*DATA SUPPLIED*.
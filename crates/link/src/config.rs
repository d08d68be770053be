// SPDX-License-Identifier: BUSL-1.1
// Copyright (c) 2026 Alfred Jean LLC

//! Link configuration, immutable after build.

use std::time::Duration;

use crate::error::LinkError;

/// Everything a [`Link`] needs to know, validated once at build time.
///
/// [`Link`]: crate::link::Link
#[derive(Debug, Clone)]
pub struct LinkConfig {
    /// Broker target, `amqp://` or `amqps://`.
    pub url: String,
    /// Tags outbound messages; used by `Delivery::is_from_this_app`.
    pub app_id: String,
    /// Displayed name on the broker.
    pub connection_name: String,
    /// Deadline for a single open attempt.
    pub connection_timeout: Duration,
    /// Sleep between reconnect attempts.
    pub connection_recovery_interval: Duration,
    /// Sleep between channel re-open attempts.
    pub channel_recovery_interval: Duration,
    /// Sleep between topology re-declare attempts.
    pub topology_recovery_interval: Duration,
    /// Start connecting from the constructor.
    pub auto_start: bool,
    /// Enable publisher confirms.
    pub confirm_mode: bool,
    /// Consumer QoS.
    pub prefetch: u16,
    /// Per-message confirm deadline; `None` waits indefinitely.
    pub publish_confirm_timeout: Option<Duration>,
    /// Soft ceiling on queued-but-undispatched publishes; `publish` blocks
    /// above it until the pump catches up.
    pub publish_queue_ceiling: usize,
}

impl Default for LinkConfig {
    fn default() -> Self {
        Self {
            url: String::new(),
            app_id: "tether".to_owned(),
            connection_name: "tether".to_owned(),
            connection_timeout: Duration::from_secs(10),
            connection_recovery_interval: Duration::from_secs(10),
            channel_recovery_interval: Duration::from_secs(1),
            topology_recovery_interval: Duration::from_secs(10),
            auto_start: true,
            confirm_mode: true,
            prefetch: 1,
            publish_confirm_timeout: Some(Duration::from_secs(30)),
            publish_queue_ceiling: 1024,
        }
    }
}

impl LinkConfig {
    pub fn validate(&self) -> Result<(), LinkError> {
        let url = url::Url::parse(&self.url)
            .map_err(|e| LinkError::Configuration(format!("invalid broker url: {e}")))?;
        if !matches!(url.scheme(), "amqp" | "amqps") {
            return Err(LinkError::Configuration(format!(
                "unsupported url scheme '{}', expected amqp or amqps",
                url.scheme()
            )));
        }
        if self.app_id.is_empty() {
            return Err(LinkError::Configuration("app_id must not be empty".to_owned()));
        }
        if self.connection_name.is_empty() {
            return Err(LinkError::Configuration("connection_name must not be empty".to_owned()));
        }
        if self.connection_timeout.is_zero() {
            return Err(LinkError::Configuration("connection_timeout must be positive".to_owned()));
        }
        if self.connection_recovery_interval.is_zero() {
            return Err(LinkError::Configuration(
                "connection_recovery_interval must be positive".to_owned(),
            ));
        }
        if self.topology_recovery_interval.is_zero() {
            return Err(LinkError::Configuration(
                "topology_recovery_interval must be positive".to_owned(),
            ));
        }
        if self.publish_queue_ceiling == 0 {
            return Err(LinkError::Configuration(
                "publish_queue_ceiling must be positive".to_owned(),
            ));
        }
        if let Some(timeout) = self.publish_confirm_timeout {
            if timeout.is_zero() {
                return Err(LinkError::Configuration(
                    "publish_confirm_timeout must be positive".to_owned(),
                ));
            }
        }
        Ok(())
    }
}

#[cfg(test)]
#[path = "config_tests.rs"]
mod tests;
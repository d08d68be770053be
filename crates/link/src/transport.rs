// SPDX-License-Identifier: BUSL-1.1
// Copyright (c) 2026 Alfred Jean LLC

//! The transport interface the supervisors drive.
//!
//! Implementations own the AMQP wire codec and framing; the core only sees
//! a connection factory, per-connection channel creation, the method-call
//! RPCs below, and asynchronous notices (shutdowns, confirms, returns)
//! delivered as messages.
//!
//! Threading contract: a [`TransportChannel`] is only ever called from its
//! channel supervisor's loop. Calls may interleave at await points but
//! never run in parallel.

use std::sync::Arc;
use std::time::Duration;

use async_trait::async_trait;
use bytes::Bytes;
use indexmap::IndexMap;
use tokio::sync::mpsc;
use tokio_util::sync::CancellationToken;

use crate::error::TransportError;
use crate::message::MessageProperties;

/// Argument/header table. Insertion order is preserved on the wire.
pub type Arguments = IndexMap<String, serde_json::Value>;

/// Who initiated a shutdown.
#[derive(Debug, Clone, Copy, PartialEq, Eq)]
pub enum ShutdownInitiator {
    /// This library asked for the close (normal disposal).
    Application,
    /// A local fault inside the transport.
    Library,
    /// The broker or the network.
    Peer,
}

#[derive(Debug, Clone)]
pub struct Shutdown {
    pub initiator: ShutdownInitiator,
    pub code: u16,
    pub reason: String,
}

/// Asynchronous notice from a connection.
#[derive(Debug, Clone)]
pub enum ConnectionNotice {
    Shutdown(Shutdown),
    /// The broker stopped accepting publishes (resource pressure).
    Blocked { reason: String },
    Unblocked,
}

/// A mandatory publish that came back unroutable.
#[derive(Debug, Clone)]
pub struct ReturnedPublish {
    pub reply_code: u16,
    pub reply_text: String,
    pub exchange: String,
    pub routing_key: String,
    pub properties: MessageProperties,
    pub body: Bytes,
}

/// Asynchronous notice from a channel, in broker receipt order.
#[derive(Debug, Clone)]
pub enum ChannelNotice {
    Ack { delivery_tag: u64, multiple: bool },
    Nack { delivery_tag: u64, multiple: bool, requeue: bool },
    Return(ReturnedPublish),
    Shutdown(Shutdown),
}

#[derive(Debug, Clone, Copy, PartialEq, Eq)]
pub enum ExchangeKind {
    Direct,
    Fanout,
    Topic,
    Headers,
}

impl ExchangeKind {
    pub fn as_str(&self) -> &'static str {
        match self {
            Self::Direct => "direct",
            Self::Fanout => "fanout",
            Self::Topic => "topic",
            Self::Headers => "headers",
        }
    }
}

#[derive(Debug, Clone)]
pub struct ExchangeSpec {
    pub name: String,
    pub kind: ExchangeKind,
    pub durable: bool,
    pub auto_delete: bool,
}

#[derive(Debug, Clone)]
pub struct QueueSpec {
    /// Empty means server-named.
    pub name: String,
    pub durable: bool,
    pub exclusive: bool,
    pub auto_delete: bool,
    pub arguments: Arguments,
}

/// `queue.declare-ok` payload.
#[derive(Debug, Clone)]
pub struct QueueOk {
    pub name: String,
    pub message_count: u32,
    pub consumer_count: u32,
}

/// A delivery as the transport hands it over, before the supervisor stamps
/// the channel generation onto it.
#[derive(Debug, Clone)]
pub struct RawDelivery {
    pub delivery_tag: u64,
    pub redelivered: bool,
    pub exchange: String,
    pub routing_key: String,
    pub properties: MessageProperties,
    pub body: Bytes,
}

#[derive(Debug, Clone)]
pub struct Endpoint {
    pub host: String,
    pub port: u16,
}

/// Connection factory.
#[async_trait]
pub trait Transport: Send + Sync + 'static {
    /// Open a connection, bounded by `timeout` and `cancel`.
    async fn open(
        &self,
        url: &str,
        connection_name: &str,
        timeout: Duration,
        cancel: &CancellationToken,
    ) -> Result<Arc<dyn TransportConnection>, TransportError>;
}

#[async_trait]
pub trait TransportConnection: Send + Sync {
    fn is_open(&self) -> bool;
    fn endpoint(&self) -> Endpoint;
    fn local_port(&self) -> Option<u16>;

    /// Single-consumer notice stream; `None` after the first call.
    fn take_notices(&self) -> Option<mpsc::UnboundedReceiver<ConnectionNotice>>;

    async fn create_channel(&self) -> Result<Arc<dyn TransportChannel>, TransportError>;

    async fn close(&self) -> Result<(), TransportError>;
}

#[async_trait]
pub trait TransportChannel: Send + Sync {
    fn is_open(&self) -> bool;

    /// Single-consumer notice stream; `None` after the first call.
    fn take_notices(&self) -> Option<mpsc::UnboundedReceiver<ChannelNotice>>;

    async fn exchange_declare(&self, spec: &ExchangeSpec) -> Result<(), TransportError>;
    async fn exchange_declare_passive(&self, name: &str) -> Result<(), TransportError>;
    async fn exchange_delete(&self, name: &str, if_unused: bool) -> Result<(), TransportError>;

    async fn queue_declare(&self, spec: &QueueSpec) -> Result<QueueOk, TransportError>;
    async fn queue_declare_passive(&self, name: &str) -> Result<QueueOk, TransportError>;
    async fn queue_delete(
        &self,
        name: &str,
        if_unused: bool,
        if_empty: bool,
    ) -> Result<u32, TransportError>;
    async fn queue_purge(&self, name: &str) -> Result<u32, TransportError>;
    async fn queue_bind(
        &self,
        queue: &str,
        exchange: &str,
        routing_key: &str,
        arguments: &Arguments,
    ) -> Result<(), TransportError>;
    async fn queue_unbind(
        &self,
        queue: &str,
        exchange: &str,
        routing_key: &str,
        arguments: &Arguments,
    ) -> Result<(), TransportError>;

    /// Put the channel in publisher-confirm mode. Delivery tags restart at
    /// 1 and increment per accepted publish.
    async fn confirm_select(&self) -> Result<(), TransportError>;
    async fn basic_qos(&self, prefetch: u16) -> Result<(), TransportError>;
    async fn basic_publish(
        &self,
        exchange: &str,
        routing_key: &str,
        mandatory: bool,
        properties: &MessageProperties,
        body: Bytes,
    ) -> Result<(), TransportError>;
    /// Start a consumer; deliveries arrive on the returned stream until the
    /// consumer is canceled or the channel dies.
    async fn basic_consume(
        &self,
        queue: &str,
        consumer_tag: &str,
        auto_ack: bool,
    ) -> Result<mpsc::UnboundedReceiver<RawDelivery>, TransportError>;
    async fn basic_cancel(&self, consumer_tag: &str) -> Result<(), TransportError>;
    async fn basic_ack(&self, delivery_tag: u64, multiple: bool) -> Result<(), TransportError>;
    async fn basic_nack(
        &self,
        delivery_tag: u64,
        multiple: bool,
        requeue: bool,
    ) -> Result<(), TransportError>;
    async fn basic_reject(&self, delivery_tag: u64, requeue: bool) -> Result<(), TransportError>;

    async fn close(&self) -> Result<(), TransportError>;
}

impl std::fmt::Debug for dyn TransportChannel {
    fn fmt(&self, f: &mut std::fmt::Formatter<'_>) -> std::fmt::Result {
        f.debug_struct("TransportChannel").finish()
    }
}
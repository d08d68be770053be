// SPDX-License-Identifier: BUSL-1.1
// Copyright (c) 2026 Alfred Jean LLC

//! Cancelable, promise-bearing units of work.
//!
//! A [`WorkItem`] couples an input payload with a cancellation signal and a
//! completion slot that is settable exactly once. The party that created
//! the item holds the matching [`PromiseFuture`]; whoever processes the
//! item settles the slot. First writer wins — later settles are no-ops.

use std::future::Future;
use std::pin::Pin;
use std::sync::Arc;
use std::task::{Context, Poll};

use parking_lot::Mutex;
use tokio::sync::oneshot;
use tokio_util::sync::CancellationToken;

use crate::error::LinkError;

/// Create a completion slot and the future observing it.
pub fn promise<T>() -> (Completion<T>, PromiseFuture<T>) {
    let (tx, rx) = oneshot::channel();
    (Completion { tx: Mutex::new(Some(tx)) }, PromiseFuture { rx })
}

/// Write end of a promise. Settling is atomic and idempotent.
pub struct Completion<T> {
    tx: Mutex<Option<oneshot::Sender<Result<T, LinkError>>>>,
}

impl<T> std::fmt::Debug for Completion<T> {
    fn fmt(&self, f: &mut std::fmt::Formatter<'_>) -> std::fmt::Result {
        f.debug_struct("Completion").finish()
    }
}

impl<T> Completion<T> {
    /// Settle with a value. Returns false if already settled.
    pub fn succeed(&self, value: T) -> bool {
        self.settle(Ok(value))
    }

    /// Settle with an error. Returns false if already settled.
    pub fn fail(&self, error: LinkError) -> bool {
        self.settle(Err(error))
    }

    /// Settle as canceled. Returns false if already settled.
    pub fn cancel(&self) -> bool {
        self.settle(Err(LinkError::Canceled))
    }

    pub fn is_settled(&self) -> bool {
        self.tx.lock().is_none()
    }

    fn settle(&self, outcome: Result<T, LinkError>) -> bool {
        match self.tx.lock().take() {
            // The receiver may already be dropped; the settle still counts.
            Some(tx) => {
                let _ = tx.send(outcome);
                true
            }
            None => false,
        }
    }
}

/// Read end of a promise.
///
/// Resolves with the settled outcome. If the completion slot is dropped
/// without being settled, resolves as [`LinkError::Disposed`].
pub struct PromiseFuture<T> {
    rx: oneshot::Receiver<Result<T, LinkError>>,
}

impl<T> Future for PromiseFuture<T> {
    type Output = Result<T, LinkError>;

    fn poll(mut self: Pin<&mut Self>, cx: &mut Context<'_>) -> Poll<Self::Output> {
        match Pin::new(&mut self.rx).poll(cx) {
            Poll::Ready(Ok(outcome)) => Poll::Ready(outcome),
            Poll::Ready(Err(_)) => Poll::Ready(Err(LinkError::Disposed)),
            Poll::Pending => Poll::Pending,
        }
    }
}

/// A queued unit of work: payload, cancellation, completion slot.
pub struct WorkItem<P, T = ()> {
    payload: P,
    cancellation: CancellationToken,
    completion: Completion<T>,
    /// Disarm signal for an auto-cancellation watcher, if one is armed.
    watch_guard: Mutex<CancellationToken>,
}

impl<P, T> std::fmt::Debug for WorkItem<P, T> {
    fn fmt(&self, f: &mut std::fmt::Formatter<'_>) -> std::fmt::Result {
        f.debug_struct("WorkItem").finish()
    }
}

impl<P, T> WorkItem<P, T> {
    /// Create an item and the future its submitter awaits.
    pub fn new(payload: P, cancellation: CancellationToken) -> (Arc<Self>, PromiseFuture<T>) {
        let (completion, future) = promise();
        let item = Arc::new(Self {
            payload,
            cancellation,
            completion,
            watch_guard: Mutex::new(CancellationToken::new()),
        });
        (item, future)
    }

    pub fn payload(&self) -> &P {
        &self.payload
    }

    pub fn cancellation(&self) -> &CancellationToken {
        &self.cancellation
    }

    pub fn completion(&self) -> &Completion<T> {
        &self.completion
    }

    pub fn is_canceled(&self) -> bool {
        self.cancellation.is_cancelled()
    }

    /// Replace the watcher disarm token, retiring any previous watcher.
    /// Returns the token the new watcher should select on.
    pub(crate) fn arm_guard(&self) -> CancellationToken {
        let token = CancellationToken::new();
        let mut guard = self.watch_guard.lock();
        guard.cancel();
        *guard = token.clone();
        token
    }

    /// Retire the current watcher, if any.
    pub(crate) fn disarm_guard(&self) {
        self.watch_guard.lock().cancel();
    }
}

#[cfg(test)]
#[path = "work_item_tests.rs"]
mod tests;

*TASK GOAL*. Wherever a line holds the word "publisher", copy that line out of the entries above.

*TASK SOLUTION*.
    /// Enable publisher confirms.
    /// Put the channel in publisher-confirm mode. Delivery tags restart at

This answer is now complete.